**SUPPLIED MATERIAL:**

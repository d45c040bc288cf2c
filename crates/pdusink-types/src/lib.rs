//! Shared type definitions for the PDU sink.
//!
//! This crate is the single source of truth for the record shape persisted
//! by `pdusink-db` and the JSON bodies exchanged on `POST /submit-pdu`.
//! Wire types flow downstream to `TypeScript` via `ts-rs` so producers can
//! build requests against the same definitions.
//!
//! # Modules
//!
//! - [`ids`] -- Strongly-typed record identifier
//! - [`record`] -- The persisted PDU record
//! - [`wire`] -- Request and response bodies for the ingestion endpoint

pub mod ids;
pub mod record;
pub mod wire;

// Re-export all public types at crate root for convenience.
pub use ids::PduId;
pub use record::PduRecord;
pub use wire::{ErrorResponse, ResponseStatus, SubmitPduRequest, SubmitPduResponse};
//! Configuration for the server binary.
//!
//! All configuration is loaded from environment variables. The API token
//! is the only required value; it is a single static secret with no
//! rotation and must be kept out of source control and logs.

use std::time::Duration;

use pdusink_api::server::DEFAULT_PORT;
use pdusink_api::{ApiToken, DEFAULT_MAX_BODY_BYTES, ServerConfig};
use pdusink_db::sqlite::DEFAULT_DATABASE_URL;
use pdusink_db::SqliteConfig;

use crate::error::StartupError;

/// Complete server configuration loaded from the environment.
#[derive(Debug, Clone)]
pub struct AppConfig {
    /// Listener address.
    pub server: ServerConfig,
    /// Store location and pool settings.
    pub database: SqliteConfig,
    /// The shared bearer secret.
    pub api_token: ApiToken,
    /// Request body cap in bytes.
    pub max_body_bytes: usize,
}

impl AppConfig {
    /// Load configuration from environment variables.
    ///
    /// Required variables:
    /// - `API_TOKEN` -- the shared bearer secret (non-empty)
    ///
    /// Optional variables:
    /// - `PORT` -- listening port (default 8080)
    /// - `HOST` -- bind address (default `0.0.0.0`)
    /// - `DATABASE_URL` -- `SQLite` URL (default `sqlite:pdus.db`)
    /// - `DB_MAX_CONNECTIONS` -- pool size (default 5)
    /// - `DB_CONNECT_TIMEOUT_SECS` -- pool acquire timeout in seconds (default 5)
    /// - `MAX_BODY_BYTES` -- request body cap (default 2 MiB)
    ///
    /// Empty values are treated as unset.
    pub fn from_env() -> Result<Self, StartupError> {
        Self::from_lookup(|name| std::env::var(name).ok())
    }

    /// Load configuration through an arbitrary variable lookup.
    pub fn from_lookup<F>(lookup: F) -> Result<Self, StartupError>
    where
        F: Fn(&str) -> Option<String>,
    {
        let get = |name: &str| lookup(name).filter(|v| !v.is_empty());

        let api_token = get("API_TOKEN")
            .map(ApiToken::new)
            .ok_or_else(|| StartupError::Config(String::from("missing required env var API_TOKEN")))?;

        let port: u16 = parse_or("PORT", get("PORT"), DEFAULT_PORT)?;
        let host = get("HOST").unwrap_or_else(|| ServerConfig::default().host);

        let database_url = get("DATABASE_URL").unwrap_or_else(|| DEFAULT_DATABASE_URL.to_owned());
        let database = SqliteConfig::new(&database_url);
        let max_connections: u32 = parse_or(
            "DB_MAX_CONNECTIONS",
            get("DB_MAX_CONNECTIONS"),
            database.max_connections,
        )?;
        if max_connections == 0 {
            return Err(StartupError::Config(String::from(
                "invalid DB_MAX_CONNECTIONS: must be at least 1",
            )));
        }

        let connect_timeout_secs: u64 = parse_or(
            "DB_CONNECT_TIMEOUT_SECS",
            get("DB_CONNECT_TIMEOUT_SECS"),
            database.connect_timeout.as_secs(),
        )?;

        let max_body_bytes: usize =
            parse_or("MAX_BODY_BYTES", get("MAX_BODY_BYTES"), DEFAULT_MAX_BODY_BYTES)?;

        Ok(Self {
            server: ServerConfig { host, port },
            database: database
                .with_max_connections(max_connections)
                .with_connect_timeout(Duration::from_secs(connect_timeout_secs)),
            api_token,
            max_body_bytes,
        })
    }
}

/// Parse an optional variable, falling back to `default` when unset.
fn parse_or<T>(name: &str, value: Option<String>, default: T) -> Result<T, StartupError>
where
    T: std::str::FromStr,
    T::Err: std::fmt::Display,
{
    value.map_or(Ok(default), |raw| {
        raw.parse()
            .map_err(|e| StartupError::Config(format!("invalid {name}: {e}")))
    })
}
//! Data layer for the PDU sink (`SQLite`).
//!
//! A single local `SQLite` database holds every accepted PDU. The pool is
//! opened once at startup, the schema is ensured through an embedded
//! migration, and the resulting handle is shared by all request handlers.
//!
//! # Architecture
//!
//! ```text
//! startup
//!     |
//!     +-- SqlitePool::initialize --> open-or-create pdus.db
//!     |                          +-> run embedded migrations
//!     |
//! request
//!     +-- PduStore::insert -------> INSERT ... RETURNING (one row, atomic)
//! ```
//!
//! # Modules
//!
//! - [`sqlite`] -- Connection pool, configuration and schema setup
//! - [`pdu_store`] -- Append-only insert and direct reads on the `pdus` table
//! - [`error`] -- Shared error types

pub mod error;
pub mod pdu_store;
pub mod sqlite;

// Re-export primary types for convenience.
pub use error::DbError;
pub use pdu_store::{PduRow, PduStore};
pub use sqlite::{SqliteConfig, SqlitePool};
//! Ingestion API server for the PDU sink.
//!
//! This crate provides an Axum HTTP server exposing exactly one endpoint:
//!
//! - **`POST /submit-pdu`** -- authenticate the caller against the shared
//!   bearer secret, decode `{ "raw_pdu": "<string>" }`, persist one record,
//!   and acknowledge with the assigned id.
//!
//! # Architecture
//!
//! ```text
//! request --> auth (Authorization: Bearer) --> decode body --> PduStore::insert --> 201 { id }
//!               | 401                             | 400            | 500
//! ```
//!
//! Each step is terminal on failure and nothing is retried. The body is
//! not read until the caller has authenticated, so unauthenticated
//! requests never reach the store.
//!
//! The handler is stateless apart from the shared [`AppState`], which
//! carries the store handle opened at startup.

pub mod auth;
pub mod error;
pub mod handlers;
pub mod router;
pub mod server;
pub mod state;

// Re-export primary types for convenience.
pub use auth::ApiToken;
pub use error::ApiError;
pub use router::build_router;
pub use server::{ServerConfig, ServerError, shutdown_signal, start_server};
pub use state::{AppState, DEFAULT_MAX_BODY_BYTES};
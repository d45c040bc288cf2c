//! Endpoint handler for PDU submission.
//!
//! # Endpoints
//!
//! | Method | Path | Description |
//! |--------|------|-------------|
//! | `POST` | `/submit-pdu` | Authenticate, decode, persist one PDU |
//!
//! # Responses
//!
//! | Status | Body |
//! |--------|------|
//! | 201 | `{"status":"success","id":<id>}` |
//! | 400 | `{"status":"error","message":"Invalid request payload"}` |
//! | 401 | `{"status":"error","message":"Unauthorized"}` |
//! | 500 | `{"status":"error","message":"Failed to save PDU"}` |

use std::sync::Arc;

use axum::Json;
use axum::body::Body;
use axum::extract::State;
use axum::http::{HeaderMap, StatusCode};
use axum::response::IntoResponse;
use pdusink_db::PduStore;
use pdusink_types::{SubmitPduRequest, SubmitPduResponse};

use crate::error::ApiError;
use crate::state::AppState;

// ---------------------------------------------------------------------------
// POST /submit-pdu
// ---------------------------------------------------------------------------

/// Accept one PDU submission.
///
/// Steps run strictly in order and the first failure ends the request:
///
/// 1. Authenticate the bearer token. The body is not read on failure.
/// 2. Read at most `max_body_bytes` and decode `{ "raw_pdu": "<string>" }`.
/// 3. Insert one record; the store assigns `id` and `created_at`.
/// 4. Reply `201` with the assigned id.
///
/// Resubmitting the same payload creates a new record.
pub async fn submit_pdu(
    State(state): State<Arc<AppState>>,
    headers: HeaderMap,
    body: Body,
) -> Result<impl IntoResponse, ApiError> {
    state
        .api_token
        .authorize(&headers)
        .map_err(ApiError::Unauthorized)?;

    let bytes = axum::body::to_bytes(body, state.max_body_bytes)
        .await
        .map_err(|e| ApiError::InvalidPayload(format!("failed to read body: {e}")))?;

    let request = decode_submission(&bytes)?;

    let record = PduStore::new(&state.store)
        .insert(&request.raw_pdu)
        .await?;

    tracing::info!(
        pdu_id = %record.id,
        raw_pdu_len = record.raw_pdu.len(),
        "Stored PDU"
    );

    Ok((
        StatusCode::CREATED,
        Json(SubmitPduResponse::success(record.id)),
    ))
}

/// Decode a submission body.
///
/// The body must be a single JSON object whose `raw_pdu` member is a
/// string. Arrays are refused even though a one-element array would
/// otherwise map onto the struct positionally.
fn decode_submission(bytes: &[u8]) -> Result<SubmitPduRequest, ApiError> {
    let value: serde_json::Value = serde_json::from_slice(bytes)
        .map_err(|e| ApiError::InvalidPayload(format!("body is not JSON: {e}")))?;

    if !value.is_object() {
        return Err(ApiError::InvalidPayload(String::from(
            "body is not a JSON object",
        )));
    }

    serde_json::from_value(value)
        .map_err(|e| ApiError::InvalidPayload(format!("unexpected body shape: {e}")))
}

--

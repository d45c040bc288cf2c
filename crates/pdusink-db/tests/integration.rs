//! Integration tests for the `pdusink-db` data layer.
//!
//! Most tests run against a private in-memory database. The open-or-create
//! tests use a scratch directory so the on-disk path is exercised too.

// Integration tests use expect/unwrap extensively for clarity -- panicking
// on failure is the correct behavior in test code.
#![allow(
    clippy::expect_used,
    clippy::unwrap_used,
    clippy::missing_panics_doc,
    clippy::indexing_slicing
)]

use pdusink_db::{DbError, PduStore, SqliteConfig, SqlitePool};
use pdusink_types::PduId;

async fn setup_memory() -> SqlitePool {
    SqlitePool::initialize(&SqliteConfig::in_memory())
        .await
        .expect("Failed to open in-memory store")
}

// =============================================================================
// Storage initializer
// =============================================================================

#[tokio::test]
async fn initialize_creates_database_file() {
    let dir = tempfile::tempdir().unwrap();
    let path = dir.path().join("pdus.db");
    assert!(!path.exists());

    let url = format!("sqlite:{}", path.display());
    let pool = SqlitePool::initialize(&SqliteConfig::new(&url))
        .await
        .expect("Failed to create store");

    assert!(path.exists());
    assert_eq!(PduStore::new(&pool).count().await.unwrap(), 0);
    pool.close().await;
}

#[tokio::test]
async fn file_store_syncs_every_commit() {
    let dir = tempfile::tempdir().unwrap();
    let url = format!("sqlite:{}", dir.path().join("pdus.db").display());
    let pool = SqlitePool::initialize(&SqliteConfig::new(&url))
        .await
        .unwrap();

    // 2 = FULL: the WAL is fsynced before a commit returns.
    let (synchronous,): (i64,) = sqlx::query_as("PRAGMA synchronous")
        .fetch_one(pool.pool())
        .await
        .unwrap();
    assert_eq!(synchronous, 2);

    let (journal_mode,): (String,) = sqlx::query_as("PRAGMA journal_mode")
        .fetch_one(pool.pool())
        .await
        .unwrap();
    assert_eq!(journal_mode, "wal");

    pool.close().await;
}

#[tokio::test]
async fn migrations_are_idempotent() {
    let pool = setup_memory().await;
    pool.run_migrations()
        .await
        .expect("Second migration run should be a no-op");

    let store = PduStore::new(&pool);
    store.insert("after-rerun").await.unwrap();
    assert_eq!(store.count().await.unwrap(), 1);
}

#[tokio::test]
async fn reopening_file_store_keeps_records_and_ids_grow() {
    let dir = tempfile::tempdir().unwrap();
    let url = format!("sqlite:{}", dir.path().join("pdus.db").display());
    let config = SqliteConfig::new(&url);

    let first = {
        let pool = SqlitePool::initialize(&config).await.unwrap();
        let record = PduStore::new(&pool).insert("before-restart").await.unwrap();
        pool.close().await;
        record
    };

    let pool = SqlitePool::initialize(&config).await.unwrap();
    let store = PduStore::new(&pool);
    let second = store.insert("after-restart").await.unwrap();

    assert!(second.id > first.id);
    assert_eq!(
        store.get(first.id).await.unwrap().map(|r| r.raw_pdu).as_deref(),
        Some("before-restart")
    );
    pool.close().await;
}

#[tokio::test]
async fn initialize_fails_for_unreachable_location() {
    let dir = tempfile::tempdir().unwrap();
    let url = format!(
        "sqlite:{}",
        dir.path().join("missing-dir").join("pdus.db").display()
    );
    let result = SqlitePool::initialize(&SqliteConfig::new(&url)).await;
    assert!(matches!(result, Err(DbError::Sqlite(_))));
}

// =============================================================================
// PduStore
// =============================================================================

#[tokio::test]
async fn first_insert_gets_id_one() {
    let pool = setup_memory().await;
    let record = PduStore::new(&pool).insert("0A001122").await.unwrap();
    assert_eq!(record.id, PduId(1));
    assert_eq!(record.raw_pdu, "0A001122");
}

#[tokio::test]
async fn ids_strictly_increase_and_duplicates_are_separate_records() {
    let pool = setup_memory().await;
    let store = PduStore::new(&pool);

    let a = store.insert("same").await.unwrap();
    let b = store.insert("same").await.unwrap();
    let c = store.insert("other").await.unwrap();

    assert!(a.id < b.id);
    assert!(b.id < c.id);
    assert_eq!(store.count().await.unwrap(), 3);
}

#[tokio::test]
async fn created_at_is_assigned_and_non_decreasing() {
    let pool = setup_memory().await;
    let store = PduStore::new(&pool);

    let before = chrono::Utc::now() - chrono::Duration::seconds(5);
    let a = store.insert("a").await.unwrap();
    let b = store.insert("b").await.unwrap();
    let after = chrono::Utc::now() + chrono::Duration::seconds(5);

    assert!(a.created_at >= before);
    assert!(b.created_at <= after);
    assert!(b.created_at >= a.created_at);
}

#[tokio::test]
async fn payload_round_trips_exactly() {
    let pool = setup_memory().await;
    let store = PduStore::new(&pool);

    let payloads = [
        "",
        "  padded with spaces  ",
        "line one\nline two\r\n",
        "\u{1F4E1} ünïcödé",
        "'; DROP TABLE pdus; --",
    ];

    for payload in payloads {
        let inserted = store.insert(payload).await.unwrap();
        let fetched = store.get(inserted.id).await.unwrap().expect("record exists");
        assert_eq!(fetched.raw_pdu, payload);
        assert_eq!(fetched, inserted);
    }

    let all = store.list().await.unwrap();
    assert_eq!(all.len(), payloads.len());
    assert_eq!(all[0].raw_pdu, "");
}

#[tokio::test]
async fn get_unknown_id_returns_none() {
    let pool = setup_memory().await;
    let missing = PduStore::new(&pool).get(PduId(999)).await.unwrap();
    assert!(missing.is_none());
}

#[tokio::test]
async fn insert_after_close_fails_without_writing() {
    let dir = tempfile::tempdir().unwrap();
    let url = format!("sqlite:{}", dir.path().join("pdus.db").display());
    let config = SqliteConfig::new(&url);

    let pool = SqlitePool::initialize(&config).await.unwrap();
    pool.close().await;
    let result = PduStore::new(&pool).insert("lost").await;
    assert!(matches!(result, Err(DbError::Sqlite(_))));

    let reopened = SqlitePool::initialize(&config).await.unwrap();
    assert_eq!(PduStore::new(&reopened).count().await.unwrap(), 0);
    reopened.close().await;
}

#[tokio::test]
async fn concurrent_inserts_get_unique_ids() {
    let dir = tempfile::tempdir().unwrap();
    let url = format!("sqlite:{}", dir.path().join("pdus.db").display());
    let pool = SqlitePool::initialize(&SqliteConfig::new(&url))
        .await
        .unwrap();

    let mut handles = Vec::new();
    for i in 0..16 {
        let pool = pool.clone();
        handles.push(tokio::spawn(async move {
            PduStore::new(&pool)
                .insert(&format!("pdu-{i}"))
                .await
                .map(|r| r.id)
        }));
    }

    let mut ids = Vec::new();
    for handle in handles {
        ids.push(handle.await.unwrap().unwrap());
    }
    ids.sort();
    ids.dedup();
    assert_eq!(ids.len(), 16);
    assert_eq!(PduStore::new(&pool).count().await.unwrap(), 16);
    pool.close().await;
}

**TASK DIRECTIONS:** Where does "failure" appear in the records above? Copy every line that has it.

**SOLUTION TO THE EXERCISE:**
//! Each step is terminal on failure and nothing is retried. The body is
/// Steps run strictly in order and the first failure ends the request:
/// 1. Authenticate the bearer token. The body is not read on failure.
// on failure is the correct behavior in test code.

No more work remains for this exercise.